§ **Problem**:
All of the data below needs to be set down again, exactly as shown.

Items from a data source:
**********
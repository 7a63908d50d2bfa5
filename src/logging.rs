use log::{debug, error, info, log_enabled, warn, Level};

/// Initializes the logger with the `env_logger` crate.
///
/// The level is taken from `RUST_LOG`. Calling this more than once is
/// harmless; later calls are ignored.
pub fn init_logger() {
    let _ = env_logger::try_init();
}

/// Initializes the logger with a default level used when `RUST_LOG` is unset.
pub fn init_logger_with_level(default_level: &str) {
    let env = env_logger::Env::default().default_filter_or(default_level);
    let _ = env_logger::Builder::from_env(env).try_init();
}

/// Logs an error message.
pub fn log_error(message: &str) {
    if log_enabled!(Level::Error) {
        error!("{message}");
    }
}

/// Logs a warning message.
pub fn log_warn(message: &str) {
    if log_enabled!(Level::Warn) {
        warn!("{message}");
    }
}

/// Logs an informational message.
pub fn log_info(message: &str) {
    if log_enabled!(Level::Info) {
        info!("{message}");
    }
}

/// Logs a debug message.
pub fn log_debug(message: &str) {
    if log_enabled!(Level::Debug) {
        debug!("{message}");
    }
}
**********
§ **Answer below**:
repository 7a63908d50d2bfa5
filename src/logging.rs
use log::{debug, error, info, log_enabled, warn, Level};

/// Initializes the logger with the `env_logger` crate.
///
/// The level is taken from `RUST_LOG`. Calling this more than once is
/// harmless; later calls are ignored.
pub fn init_logger() {
    let _ = env_logger::try_init();
}

/// Initializes the logger with a default level used when `RUST_LOG` is unset.
pub fn init_logger_with_level(default_level: &str) {
    let env = env_logger::Env::default().default_filter_or(default_level);
    let _ = env_logger::Builder::from_env(env).try_init();
}

/// Logs an error message.
pub fn log_error(message: &str) {
    if log_enabled!(Level::Error) {
        error!("{message}");
    }
}

/// Logs a warning message.
pub fn log_warn(message: &str) {
    if log_enabled!(Level::Warn) {
        warn!("{message}");
    }
}

/// Logs an informational message.
pub fn log_info(message: &str) {
    if log_enabled!(Level::Info) {
        info!("{message}");
    }
}

/// Logs a debug message.
pub fn log_debug(message: &str) {
    if log_enabled!(Level::Debug) {
        debug!("{message}");
    }
}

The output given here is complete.